Directions = In the records below, find the line that contains "((correct_chars as f64 / total" and the line that contains "let mut clock = Clock::new(limit);". Set down exactly those lines and every line between them, and nothing more.

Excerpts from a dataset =
────────

//! Words-per-minute and accuracy derivation from session counters.

use crate::session::Clock;
use serde::{Deserialize, Serialize};

/// Standard characters-per-word divisor.
pub const CHARS_PER_WORD: f64 = 5.0;

/// Minutes used as WPM denominator. Zero elapsed time is floored to one second.
pub fn elapsed_minutes(clock: &Clock) -> f64 {
    match clock.elapsed_secs() {
        0 => 1.0 / 60.0,
        secs => secs as f64 / 60.0,
    }
}

pub fn words_per_minute(correct_chars: usize, minutes: f64) -> u32 {
    if minutes <= 0.0 {
        return 0;
    }
    ((correct_chars as f64 / CHARS_PER_WORD) / minutes).round() as u32
}

/// Rounded percentage of correct keystrokes; 100 before anything is typed.
pub fn accuracy(correct_chars: usize, incorrect_chars: usize) -> u32 {
    let total = correct_chars + incorrect_chars;
    if total == 0 {
        return 100;
    }
    ((correct_chars as f64 / total as f64) * 100.0).round() as u32
}

#[derive(Debug, Clone, Copy, PartialEq, Eq)]
pub struct LiveStats {
    pub wpm: u32,
    pub accuracy: u32,
}

impl LiveStats {
    pub fn from_counters(correct_chars: usize, incorrect_chars: usize, clock: &Clock) -> Self {
        Self {
            wpm: words_per_minute(correct_chars, elapsed_minutes(clock)),
            accuracy: accuracy(correct_chars, incorrect_chars),
        }
    }
}

/// Terminal statistics handed to the results collaborator.
#[derive(Debug, Clone, Copy, PartialEq, Eq, Serialize, Deserialize)]
#[serde(rename_all = "camelCase")]
pub struct FinalResult {
    pub wpm: u32,
    pub accuracy: u32,
    pub correct_chars: usize,
    pub incorrect_chars: usize,
    pub total_chars: usize,
}

impl FinalResult {
    pub fn from_counters(correct_chars: usize, incorrect_chars: usize, clock: &Clock) -> Self {
        let live = LiveStats::from_counters(correct_chars, incorrect_chars, clock);
        Self {
            wpm: live.wpm,
            accuracy: live.accuracy,
            correct_chars,
            incorrect_chars,
            total_chars: correct_chars + incorrect_chars,
        }
    }
}

#[cfg(test)]
mod tests {
    use super::*;
    use crate::session::TimeLimit;

    fn countdown(limit: TimeLimit, ticks: u32) -> Clock {
        let mut clock = Clock::new(limit);
        for _ in 0..ticks {
            clock.tick();
        }
        clock
    }

    #[test]
    fn test_accuracy() {
        assert_eq!(accuracy(8, 2), 80);
        assert_eq!(accuracy(2, 1), 67);
        assert_eq!(accuracy(1, 1), 50);
        assert_eq!(accuracy(0, 3), 0);
    }

    #[test]
    fn test_accuracy_defaults_to_100() {
        assert_eq!(accuracy(0, 0), 100);
    }

    #[test]
    fn test_accuracy_rounds_half_up() {
        // 1/8 = 12.5%
        assert_eq!(accuracy(1, 7), 13);
    }

    #[test]
    fn test_wpm_standard() {
        // 50 correct chars in 30 seconds = 10 words in half a minute
        assert_eq!(words_per_minute(50, 0.5), 20);
        assert_eq!(words_per_minute(0, 1.0), 0);
    }

    #[test]
    fn test_wpm_rounds() {
        // 7 chars in 1 min = 1.4 wpm
        assert_eq!(words_per_minute(7, 1.0), 1);
        // 13 chars in 1 min = 2.6 wpm
        assert_eq!(words_per_minute(13, 1.0), 3);
    }

    #[test]
    fn test_wpm_non_positive_minutes() {
        assert_eq!(words_per_minute(10, 0.0), 0);
    }

    #[test]
    fn test_unbounded_zero_elapsed_uses_one_second_floor() {
        let clock = Clock::new(TimeLimit::Unbounded);
        assert_eq!(elapsed_minutes(&clock), 1.0 / 60.0);
        assert_eq!(LiveStats::from_counters(5, 0, &clock).wpm, 60);
    }

    #[test]
    fn test_unbounded_elapsed_counts_up() {
        let clock = countdown(TimeLimit::Unbounded, 30);
        assert_eq!(elapsed_minutes(&clock), 0.5);
    }

    #[test]
    fn test_fixed_duration_uses_consumed_time() {
        let clock = countdown(TimeLimit::Secs60, 15);
        assert_eq!(elapsed_minutes(&clock), 0.25);
        assert_eq!(LiveStats::from_counters(25, 0, &clock).wpm, 20);
    }

    #[test]
    fn test_final_result_totals() {
        let clock = countdown(TimeLimit::Secs30, 30);
        let result = FinalResult::from_counters(100, 10, &clock);
        assert_eq!(result.total_chars, 110);
        assert_eq!(result.wpm, 40);
        assert_eq!(result.accuracy, 91);
    }

    #[test]
    fn test_final_result_serializes_camel_case() {
        let clock = Clock::new(TimeLimit::Secs15);
        let json = serde_json::to_string(&FinalResult::from_counters(1, 0, &clock)).unwrap();
        assert!(json.contains("\"correctChars\":1"));
        assert!(json.contains("\"totalChars\":1"));
    }
}
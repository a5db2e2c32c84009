mod ui;

use clap::{error::ErrorKind, CommandFactory, Parser};
use crossterm::{
    event::{KeyCode, KeyEvent, KeyEventKind, KeyModifiers},
    execute,
    terminal::{disable_raw_mode, enable_raw_mode, EnterAlternateScreen, LeaveAlternateScreen},
    tty::IsTty,
};
use pixeltype::{
    config::{Config, ConfigStore, FileConfigStore},
    engine::{Engine, Signal},
    language::Language,
    runtime::{
        AppEvent, CrosstermEventSource, EventSource, FixedTicker, Metronome, Runner, Ticker,
    },
    session::{Phase, SessionConfig, TimeLimit},
    stats::FinalResult,
    word_generator::Mode,
};
use ratatui::{
    backend::{Backend, CrosstermBackend},
    Terminal,
};
use std::{
    error::Error,
    fs::File,
    io::{self, stdin},
    path::PathBuf,
    sync::Mutex,
    time::{Duration, Instant},
};
use tracing::{info, warn, Level};

const TICK_RATE_MS: u64 = 100;

/// retro typing practice with live stats and finger guidance
#[derive(Parser, Debug, Clone)]
#[clap(
    version,
    about,
    long_about = "A retro typing practice TUI: generated words and sentences in six languages, live WPM and accuracy, and a hint for the key and finger that type the next character."
)]
pub struct Cli {
    /// language to practice (defaults to the remembered one)
    #[clap(short, long, value_enum)]
    language: Option<Language>,

    /// kind of practice text
    #[clap(short, long, value_enum)]
    mode: Option<Mode>,

    /// session length in seconds, or unbounded
    #[clap(short, long, value_enum)]
    time: Option<TimeLimit>,

    /// custom prompt to use
    #[clap(short, long)]
    prompt: Option<String>,

    /// render every token as 8-bit binary groups
    #[clap(long)]
    binary: bool,

    /// plain text even if binary was remembered
    #[clap(long, conflicts_with = "binary")]
    no_binary: bool,

    /// do not remember these settings for next time
    #[clap(long)]
    no_save: bool,

    /// write logs to this file
    #[clap(long)]
    log_file: Option<PathBuf>,

    /// log at debug level
    #[clap(short, long)]
    verbose: bool,
}

impl Cli {
    /// Layer command line overrides on top of the remembered preferences
    fn session_config(&self, saved: &Config) -> SessionConfig {
        let base = saved.session_config();
        SessionConfig {
            time_limit: self.time.unwrap_or(base.time_limit),
            mode: self.mode.unwrap_or(base.mode),
            language: self.language.unwrap_or(base.language),
            binary: !self.no_binary && (self.binary || base.binary),
        }
    }
}

#[derive(Debug, Clone, Copy, PartialEq, Eq)]
pub enum AppState {
    Typing,
    Results,
}

#[derive(Debug, Clone, Copy, PartialEq, Eq)]
pub enum KeyOutcome {
    Continue,
    Quit,
}

pub struct App {
    pub engine: Engine,
    pub state: AppState,
    pub metronome: Metronome,
    pub last_result: Option<FinalResult>,
}

impl App {
    pub fn new(cli: &Cli, config: SessionConfig) -> Self {
        let engine = match cli.prompt {
            Some(ref prompt) => Engine::with_prompt(config, prompt.clone()),
            None => Engine::new(config),
        };
        Self::with_engine(engine)
    }

    pub fn with_engine(engine: Engine) -> Self {
        Self {
            engine,
            state: AppState::Typing,
            metronome: Metronome::default(),
            last_result: None,
        }
    }

    fn apply_signals(&mut self, signals: Vec<Signal>, now: Instant) {
        for signal in signals {
            match signal {
                Signal::SessionStarted { epoch } => self.metronome.arm(epoch, now),
                Signal::SessionFinished(reason, result) => {
                    self.metronome.cancel();
                    self.last_result = Some(result);
                    self.state = AppState::Results;
                    info!(?reason, wpm = result.wpm, "showing results");
                }
                Signal::CorrectKeystroke | Signal::IncorrectKeystroke => {}
            }
        }
    }

    /// Cancel pending ticks before the engine builds a fresh session.
    fn reconfigure(&mut self, config: SessionConfig) {
        self.metronome.cancel();
        self.engine.reconfigure(config);
        self.state = AppState::Typing;
    }

    fn restart(&mut self) {
        self.metronome.cancel();
        self.engine.restart();
        self.state = AppState::Typing;
    }

    /// Wait for the next event and handle it, stamped with when it arrived.
    pub fn step<E: EventSource, T: Ticker>(&mut self, runner: &Runner<E, T>) -> KeyOutcome {
        let event = runner.step();
        let now = Instant::now();
        match event {
            AppEvent::Tick => {
                self.on_tick(now);
                KeyOutcome::Continue
            }
            AppEvent::Resize => KeyOutcome::Continue,
            AppEvent::Key(key) => self.on_key(key, now),
        }
    }

    pub fn on_tick(&mut self, now: Instant) {
        if let Some((epoch, periods)) = self.metronome.due(now) {
            for _ in 0..periods {
                let signals = self.engine.tick(epoch);
                self.apply_signals(signals, now);
            }
        }
        self.engine.expire_feedback(now);
    }

    pub fn on_key(&mut self, key: KeyEvent, now: Instant) -> KeyOutcome {
        if key.kind == KeyEventKind::Release {
            return KeyOutcome::Continue;
        }
        let config = self.engine.config();

        match key.code {
            KeyCode::Char('c') if key.modifiers.contains(KeyModifiers::CONTROL) => {
                return KeyOutcome::Quit;
            }
            KeyCode::Esc => {
                if self.engine.session().phase() != Phase::Active {
                    return KeyOutcome::Quit;
                }
                let signals = self.engine.stop();
                self.apply_signals(signals, now);
            }
            KeyCode::Tab => self.restart(),
            KeyCode::F(1) => self.reconfigure(SessionConfig {
                time_limit: config.time_limit.cycle(),
                ..config
            }),
            KeyCode::F(2) => self.reconfigure(SessionConfig {
                mode: config.mode.cycle(),
                ..config
            }),
            KeyCode::F(3) => self.reconfigure(SessionConfig {
                language: config.language.cycle(),
                ..config
            }),
            KeyCode::F(4) => self.reconfigure(SessionConfig {
                binary: !config.binary,
                ..config
            }),
            KeyCode::Backspace if self.state == AppState::Typing => self.engine.delete(),
            KeyCode::Char(c)
                if self.state == AppState::Typing
                    && !key
                        .modifiers
                        .intersects(KeyModifiers::CONTROL | KeyModifiers::ALT) =>
            {
                let signals = self.engine.insert(c);
                self.apply_signals(signals, now);
            }
            _ => {}
        }
        KeyOutcome::Continue
    }
}

fn init_logging(cli: &Cli) -> Result<(), Box<dyn Error>> {
    // the terminal belongs to the ui, so logs only go to an explicit file
    let Some(ref path) = cli.log_file else {
        return Ok(());
    };
    let file = File::create(path)?;
    tracing_subscriber::fmt()
        .with_writer(Mutex::new(file))
        .with_ansi(false)
        .with_max_level(if cli.verbose {
            Level::DEBUG
        } else {
            Level::INFO
        })
        .init();
    Ok(())
}

fn main() -> Result<(), Box<dyn Error>> {
    let cli = Cli::parse();
    init_logging(&cli)?;

    if !stdin().is_tty() {
        let mut cmd = Cli::command();
        cmd.error(ErrorKind::Io, "stdin must be a tty").exit();
    }

    pixeltype::init()?;

    let store = FileConfigStore::new();
    let config = cli.session_config(&store.load());

    enable_raw_mode()?;

    let mut stdout = io::stdout();
    execute!(stdout, EnterAlternateScreen)?;
    let backend = CrosstermBackend::new(stdout);
    let mut terminal = Terminal::new(backend)?;

    let mut app = App::new(&cli, config);
    let result = start_tui(&mut terminal, &mut app);

    disable_raw_mode()?;
    execute!(terminal.backend_mut(), LeaveAlternateScreen)?;
    terminal.show_cursor()?;

    if !cli.no_save {
        if let Err(err) = store.save(&Config::from(app.engine.config())) {
            warn!(%err, path = %store.path().display(), "failed to save config");
        }
    }

    result
}

fn start_tui<B: Backend>(terminal: &mut Terminal<B>, app: &mut App) -> Result<(), Box<dyn Error>> {
    let runner = Runner::new(
        CrosstermEventSource::new(),
        FixedTicker::new(Duration::from_millis(TICK_RATE_MS)),
    );

    loop {
        terminal.draw(|f| f.render_widget(&*app, f.area()))?;

        if app.step(&runner) == KeyOutcome::Quit {
            break;
        }
    }

    Ok(())
}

────────

Solution to this problem =
    ((correct_chars as f64 / total as f64) * 100.0).round() as u32
}

#[derive(Debug, Clone, Copy, PartialEq, Eq)]
pub struct LiveStats {
    pub wpm: u32,
    pub accuracy: u32,
}

impl LiveStats {
    pub fn from_counters(correct_chars: usize, incorrect_chars: usize, clock: &Clock) -> Self {
        Self {
            wpm: words_per_minute(correct_chars, elapsed_minutes(clock)),
            accuracy: accuracy(correct_chars, incorrect_chars),
        }
    }
}

/// Terminal statistics handed to the results collaborator.
#[derive(Debug, Clone, Copy, PartialEq, Eq, Serialize, Deserialize)]
#[serde(rename_all = "camelCase")]
pub struct FinalResult {
    pub wpm: u32,
    pub accuracy: u32,
    pub correct_chars: usize,
    pub incorrect_chars: usize,
    pub total_chars: usize,
}

impl FinalResult {
    pub fn from_counters(correct_chars: usize, incorrect_chars: usize, clock: &Clock) -> Self {
        let live = LiveStats::from_counters(correct_chars, incorrect_chars, clock);
        Self {
            wpm: live.wpm,
            accuracy: live.accuracy,
            correct_chars,
            incorrect_chars,
            total_chars: correct_chars + incorrect_chars,
        }
    }
}

#[cfg(test)]
mod tests {
    use super::*;
    use crate::session::TimeLimit;

    fn countdown(limit: TimeLimit, ticks: u32) -> Clock {
        let mut clock = Clock::new(limit);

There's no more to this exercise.